> **PROBLEM**
Whenever a line below holds the word "match", count it; please give only the final number.

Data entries
* * * * *

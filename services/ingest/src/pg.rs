//! Durable order channel over PostgreSQL
//!
//! At-least-once delivery backed by two tables: an append-only message
//! log with a serial sequence, and per-durable-subscription
//! acknowledgment watermarks. A consumer sees every message above its
//! watermark (including messages published before it first connected),
//! and acknowledging durably advances the watermark, so an
//! unacknowledged message is redelivered after a crash or an elapsed
//! ack-wait. One message is in flight at a time by construction: the
//! head past the watermark is the only message ever handed out.

use async_trait::async_trait;
use bytes::Bytes;
use deadpool_postgres::{Manager, ManagerConfig, Object, Pool, RecyclingMethod};
use tokio::time::{sleep, sleep_until, Duration, Instant};
use tokio_postgres::NoTls;
use tracing::{info, warn};

use crate::channel::{AckHandle, ChannelError, InboundMessage, MessageSource};

const SCHEMA: &str = "
CREATE TABLE IF NOT EXISTS channel_messages (
  sequence     BIGSERIAL PRIMARY KEY,
  channel      TEXT NOT NULL,
  payload      BYTEA NOT NULL,
  published_at TIMESTAMPTZ NOT NULL DEFAULT now()
);
CREATE INDEX IF NOT EXISTS idx_channel_messages_channel_sequence
  ON channel_messages (channel, sequence);
CREATE TABLE IF NOT EXISTS channel_subscriptions (
  channel      TEXT NOT NULL,
  durable_name TEXT NOT NULL,
  last_acked   BIGINT NOT NULL DEFAULT 0,
  updated_at   TIMESTAMPTZ NOT NULL DEFAULT now(),
  PRIMARY KEY (channel, durable_name)
);
";

const POOL_SIZE: usize = 4;

/// Settings for one durable consumer.
#[derive(Debug, Clone)]
pub struct ChannelConfig {
    /// Postgres connection string for the channel tables.
    pub dsn: String,
    /// Logical channel name messages are published under.
    pub channel: String,
    /// Durable subscription name; the watermark is keyed by it.
    pub durable_name: String,
    /// Consumer identity, used for logging only.
    pub client_id: String,
    /// Delay between polls when the channel is empty.
    pub poll_interval: Duration,
    /// How long a delivered message may stay unacknowledged before it
    /// is redelivered.
    pub ack_wait: Duration,
}

impl ChannelConfig {
    pub fn new(
        dsn: impl Into<String>,
        channel: impl Into<String>,
        durable_name: impl Into<String>,
    ) -> Self {
        Self {
            dsn: dsn.into(),
            channel: channel.into(),
            durable_name: durable_name.into(),
            client_id: "orders-consumer".to_string(),
            poll_interval: Duration::from_millis(250),
            ack_wait: Duration::from_secs(30),
        }
    }
}

// ── Publisher ───────────────────────────────────────────────────────

/// Producer half of the durable channel.
#[derive(Clone)]
pub struct PgPublisher {
    pool: Pool,
}

impl PgPublisher {
    /// Connect and ensure the channel schema exists, so publishing
    /// works before any consumer has ever run.
    pub async fn connect(dsn: &str) -> Result<Self, ChannelError> {
        let pool = build_pool(dsn)?;
        ensure_schema(&pool).await?;
        Ok(Self { pool })
    }

    /// Append a payload to the channel, returning its sequence number.
    pub async fn publish(&self, channel: &str, payload: &[u8]) -> Result<u64, ChannelError> {
        let conn = conn(&self.pool).await?;
        let row = conn
            .query_one(
                "INSERT INTO channel_messages (channel, payload) VALUES ($1, $2)
                 RETURNING sequence",
                &[&channel, &payload],
            )
            .await
            .map_err(ChannelError::unavailable)?;
        let sequence: i64 = row.get(0);
        Ok(sequence as u64)
    }

    /// Close the underlying connection pool.
    pub fn close(&self) {
        self.pool.close();
    }
}

// ── Consumer ────────────────────────────────────────────────────────

/// Durable polling consumer implementing [`MessageSource`].
pub struct PgSource {
    pool: Pool,
    channel: String,
    durable_name: String,
    poll_interval: Duration,
    ack_wait: Duration,
    /// Sequence and delivery time of the current in-flight message,
    /// used to pace redelivery.
    last_delivered: Option<(u64, Instant)>,
}

impl PgSource {
    /// Connect, ensure the schema, and register the durable
    /// subscription (a new one starts at watermark 0 and therefore
    /// replays every message already published).
    pub async fn connect(config: ChannelConfig) -> Result<Self, ChannelError> {
        let pool = build_pool(&config.dsn)?;
        ensure_schema(&pool).await?;

        let conn = conn(&pool).await?;
        conn.execute(
            "INSERT INTO channel_subscriptions (channel, durable_name)
             VALUES ($1, $2) ON CONFLICT DO NOTHING",
            &[&config.channel, &config.durable_name],
        )
        .await
        .map_err(ChannelError::unavailable)?;
        let row = conn
            .query_one(
                "SELECT last_acked FROM channel_subscriptions
                 WHERE channel = $1 AND durable_name = $2",
                &[&config.channel, &config.durable_name],
            )
            .await
            .map_err(ChannelError::unavailable)?;
        let last_acked: i64 = row.get(0);
        info!(
            channel = %config.channel,
            durable = %config.durable_name,
            client = %config.client_id,
            last_acked,
            "durable subscription opened"
        );

        Ok(Self {
            pool,
            channel: config.channel,
            durable_name: config.durable_name,
            poll_interval: config.poll_interval,
            ack_wait: config.ack_wait,
            last_delivered: None,
        })
    }

    /// Close the underlying connection pool.
    pub fn close(&self) {
        self.pool.close();
    }

    /// First message past the durable watermark, if any.
    async fn fetch_head(&self) -> Result<Option<(u64, Bytes)>, ChannelError> {
        let conn = conn(&self.pool).await?;
        let row = conn
            .query_opt(
                "SELECT m.sequence, m.payload
                 FROM channel_messages m
                 JOIN channel_subscriptions s ON s.channel = m.channel
                 WHERE m.channel = $1 AND s.durable_name = $2
                   AND m.sequence > s.last_acked
                 ORDER BY m.sequence
                 LIMIT 1",
                &[&self.channel, &self.durable_name],
            )
            .await
            .map_err(ChannelError::unavailable)?;
        Ok(row.map(|row| {
            let sequence: i64 = row.get(0);
            let payload: Vec<u8> = row.get(1);
            (sequence as u64, Bytes::from(payload))
        }))
    }
}

#[async_trait]
impl MessageSource for PgSource {
    async fn next(&mut self) -> Result<Option<InboundMessage>, ChannelError> {
        loop {
            let head = match self.fetch_head().await {
                Ok(head) => head,
                Err(err) => {
                    // Transient backend trouble: keep the subscription
                    // alive and poll again.
                    warn!(error = %err, channel = %self.channel, "channel poll failed");
                    sleep(self.poll_interval).await;
                    continue;
                }
            };

            match head {
                None => sleep(self.poll_interval).await,
                Some((sequence, payload)) => {
                    if let Some((delivered, at)) = self.last_delivered {
                        if delivered == sequence && at.elapsed() < self.ack_wait {
                            // Unacknowledged head; wait out the ack-wait
                            // before redelivering.
                            sleep_until(at + self.ack_wait).await;
                            continue;
                        }
                    }
                    self.last_delivered = Some((sequence, Instant::now()));
                    return Ok(Some(InboundMessage::new(
                        sequence,
                        payload,
                        Box::new(PgAck {
                            pool: self.pool.clone(),
                            channel: self.channel.clone(),
                            durable_name: self.durable_name.clone(),
                            sequence,
                        }),
                    )));
                }
            }
        }
    }
}

struct PgAck {
    pool: Pool,
    channel: String,
    durable_name: String,
    sequence: u64,
}

#[async_trait]
impl AckHandle for PgAck {
    async fn ack(self: Box<Self>) -> Result<(), ChannelError> {
        let conn = conn(&self.pool).await?;
        conn.execute(
            "UPDATE channel_subscriptions
             SET last_acked = GREATEST(last_acked, $3), updated_at = now()
             WHERE channel = $1 AND durable_name = $2",
            &[&self.channel, &self.durable_name, &(self.sequence as i64)],
        )
        .await
        .map_err(ChannelError::unavailable)?;
        Ok(())
    }
}

// ── Pool plumbing ───────────────────────────────────────────────────

fn build_pool(dsn: &str) -> Result<Pool, ChannelError> {
    let pg_config: tokio_postgres::Config = dsn.parse().map_err(ChannelError::unavailable)?;
    let manager = Manager::from_config(
        pg_config,
        NoTls,
        ManagerConfig {
            recycling_method: RecyclingMethod::Fast,
        },
    );
    Pool::builder(manager)
        .max_size(POOL_SIZE)
        .build()
        .map_err(ChannelError::unavailable)
}

async fn conn(pool: &Pool) -> Result<Object, ChannelError> {
    pool.get().await.map_err(ChannelError::unavailable)
}

async fn ensure_schema(pool: &Pool) -> Result<(), ChannelError> {
    let conn = conn(pool).await?;
    conn.batch_execute(SCHEMA)
        .await
        .map_err(ChannelError::unavailable)
}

* * * * *

> **TASK RESPONSE**
2